** Opening Provided records block **
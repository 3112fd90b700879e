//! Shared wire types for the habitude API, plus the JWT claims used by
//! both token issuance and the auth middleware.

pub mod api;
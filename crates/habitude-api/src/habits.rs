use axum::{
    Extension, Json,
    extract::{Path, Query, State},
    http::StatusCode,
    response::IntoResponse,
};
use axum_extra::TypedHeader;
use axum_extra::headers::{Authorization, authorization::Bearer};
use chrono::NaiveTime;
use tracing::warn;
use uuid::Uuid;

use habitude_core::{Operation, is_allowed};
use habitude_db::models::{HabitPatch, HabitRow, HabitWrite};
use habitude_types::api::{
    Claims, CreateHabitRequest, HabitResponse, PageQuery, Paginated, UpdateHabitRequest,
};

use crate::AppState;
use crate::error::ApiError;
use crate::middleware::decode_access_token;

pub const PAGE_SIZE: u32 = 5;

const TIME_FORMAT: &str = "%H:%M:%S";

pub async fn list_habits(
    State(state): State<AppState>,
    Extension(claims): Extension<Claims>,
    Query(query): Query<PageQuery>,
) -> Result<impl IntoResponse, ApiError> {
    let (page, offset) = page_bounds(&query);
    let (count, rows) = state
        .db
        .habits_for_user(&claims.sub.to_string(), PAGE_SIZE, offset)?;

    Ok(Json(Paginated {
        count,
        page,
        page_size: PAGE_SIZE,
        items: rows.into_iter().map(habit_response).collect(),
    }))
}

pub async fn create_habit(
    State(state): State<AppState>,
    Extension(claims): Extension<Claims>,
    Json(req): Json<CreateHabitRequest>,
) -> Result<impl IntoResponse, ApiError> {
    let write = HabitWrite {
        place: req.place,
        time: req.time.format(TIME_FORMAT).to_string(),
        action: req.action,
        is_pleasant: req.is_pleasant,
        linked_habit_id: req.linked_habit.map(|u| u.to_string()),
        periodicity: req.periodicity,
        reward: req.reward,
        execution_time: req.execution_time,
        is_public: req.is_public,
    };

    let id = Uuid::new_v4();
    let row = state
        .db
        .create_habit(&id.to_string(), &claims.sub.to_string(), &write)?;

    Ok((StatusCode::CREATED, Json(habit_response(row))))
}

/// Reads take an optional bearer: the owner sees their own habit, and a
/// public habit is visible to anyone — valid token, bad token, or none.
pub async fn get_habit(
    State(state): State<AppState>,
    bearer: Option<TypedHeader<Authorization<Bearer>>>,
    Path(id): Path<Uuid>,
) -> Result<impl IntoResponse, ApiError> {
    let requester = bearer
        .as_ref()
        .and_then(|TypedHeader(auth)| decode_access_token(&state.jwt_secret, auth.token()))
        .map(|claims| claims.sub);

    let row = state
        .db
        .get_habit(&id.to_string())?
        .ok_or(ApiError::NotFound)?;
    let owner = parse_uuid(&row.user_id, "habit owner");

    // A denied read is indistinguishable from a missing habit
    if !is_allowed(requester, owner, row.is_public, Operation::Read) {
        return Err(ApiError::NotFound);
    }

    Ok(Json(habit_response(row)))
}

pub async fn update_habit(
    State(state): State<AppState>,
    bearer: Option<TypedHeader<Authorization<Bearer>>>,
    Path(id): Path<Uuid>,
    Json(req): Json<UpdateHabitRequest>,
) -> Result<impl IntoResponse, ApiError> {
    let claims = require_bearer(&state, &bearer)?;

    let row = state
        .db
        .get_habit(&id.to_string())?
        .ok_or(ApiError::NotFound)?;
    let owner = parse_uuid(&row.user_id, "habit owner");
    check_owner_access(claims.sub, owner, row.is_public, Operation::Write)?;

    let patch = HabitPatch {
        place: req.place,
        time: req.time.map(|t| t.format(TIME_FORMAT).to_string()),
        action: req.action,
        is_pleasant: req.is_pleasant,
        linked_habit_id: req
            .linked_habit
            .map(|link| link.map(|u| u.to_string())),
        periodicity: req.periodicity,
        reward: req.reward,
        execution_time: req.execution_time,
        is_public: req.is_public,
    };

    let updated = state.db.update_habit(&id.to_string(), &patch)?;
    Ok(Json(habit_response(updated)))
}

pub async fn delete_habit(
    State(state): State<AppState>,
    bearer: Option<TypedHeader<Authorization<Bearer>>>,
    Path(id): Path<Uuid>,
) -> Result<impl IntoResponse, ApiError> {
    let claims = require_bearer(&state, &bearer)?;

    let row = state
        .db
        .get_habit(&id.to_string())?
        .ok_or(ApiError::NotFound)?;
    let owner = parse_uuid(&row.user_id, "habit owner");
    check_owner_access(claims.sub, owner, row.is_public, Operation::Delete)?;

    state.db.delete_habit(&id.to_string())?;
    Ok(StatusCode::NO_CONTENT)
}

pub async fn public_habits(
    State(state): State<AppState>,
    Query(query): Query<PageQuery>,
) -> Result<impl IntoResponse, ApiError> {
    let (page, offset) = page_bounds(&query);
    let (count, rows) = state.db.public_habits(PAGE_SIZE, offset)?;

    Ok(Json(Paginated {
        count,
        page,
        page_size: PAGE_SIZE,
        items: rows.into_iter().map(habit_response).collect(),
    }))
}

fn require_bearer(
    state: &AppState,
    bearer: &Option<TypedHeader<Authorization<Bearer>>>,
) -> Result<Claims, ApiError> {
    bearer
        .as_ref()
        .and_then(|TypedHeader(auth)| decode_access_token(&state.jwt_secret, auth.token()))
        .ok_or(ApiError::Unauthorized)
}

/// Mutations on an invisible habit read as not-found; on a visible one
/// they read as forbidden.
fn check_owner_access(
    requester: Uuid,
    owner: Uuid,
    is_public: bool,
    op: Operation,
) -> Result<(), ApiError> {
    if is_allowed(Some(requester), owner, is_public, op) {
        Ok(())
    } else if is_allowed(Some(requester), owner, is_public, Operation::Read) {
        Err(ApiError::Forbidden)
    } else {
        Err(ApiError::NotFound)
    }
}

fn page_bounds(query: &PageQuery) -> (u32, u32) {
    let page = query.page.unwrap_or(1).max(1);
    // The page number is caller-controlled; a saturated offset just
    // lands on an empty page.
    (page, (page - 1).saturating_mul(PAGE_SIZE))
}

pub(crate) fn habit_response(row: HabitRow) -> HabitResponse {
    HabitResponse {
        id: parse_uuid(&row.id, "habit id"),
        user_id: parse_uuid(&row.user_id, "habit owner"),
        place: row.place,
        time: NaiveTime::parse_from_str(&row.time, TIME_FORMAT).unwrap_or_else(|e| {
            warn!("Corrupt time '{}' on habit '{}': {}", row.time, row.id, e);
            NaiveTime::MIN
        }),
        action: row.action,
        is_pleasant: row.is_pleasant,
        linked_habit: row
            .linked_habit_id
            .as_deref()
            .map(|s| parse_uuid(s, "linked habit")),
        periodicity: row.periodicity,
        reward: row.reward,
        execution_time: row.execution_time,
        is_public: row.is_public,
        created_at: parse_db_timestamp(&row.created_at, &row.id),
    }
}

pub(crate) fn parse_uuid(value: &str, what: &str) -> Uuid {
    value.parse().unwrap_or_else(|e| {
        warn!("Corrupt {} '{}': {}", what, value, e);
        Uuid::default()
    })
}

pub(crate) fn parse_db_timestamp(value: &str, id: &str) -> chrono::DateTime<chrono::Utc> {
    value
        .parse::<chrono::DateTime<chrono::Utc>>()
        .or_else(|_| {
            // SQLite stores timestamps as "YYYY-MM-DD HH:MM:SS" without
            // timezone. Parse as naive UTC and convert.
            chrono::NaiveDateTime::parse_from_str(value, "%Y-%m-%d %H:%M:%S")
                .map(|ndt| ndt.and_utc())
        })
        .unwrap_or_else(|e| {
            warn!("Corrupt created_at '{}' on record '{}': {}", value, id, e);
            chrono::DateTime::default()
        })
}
** Closing Provided records block **
Show me all lines in the records that contain "chrono".

§ Answer to the problem
use chrono::NaiveTime;
pub(crate) fn parse_db_timestamp(value: &str, id: &str) -> chrono::DateTime<chrono::Utc> {
        .parse::<chrono::DateTime<chrono::Utc>>()
            chrono::NaiveDateTime::parse_from_str(value, "%Y-%m-%d %H:%M:%S")
            chrono::DateTime::default()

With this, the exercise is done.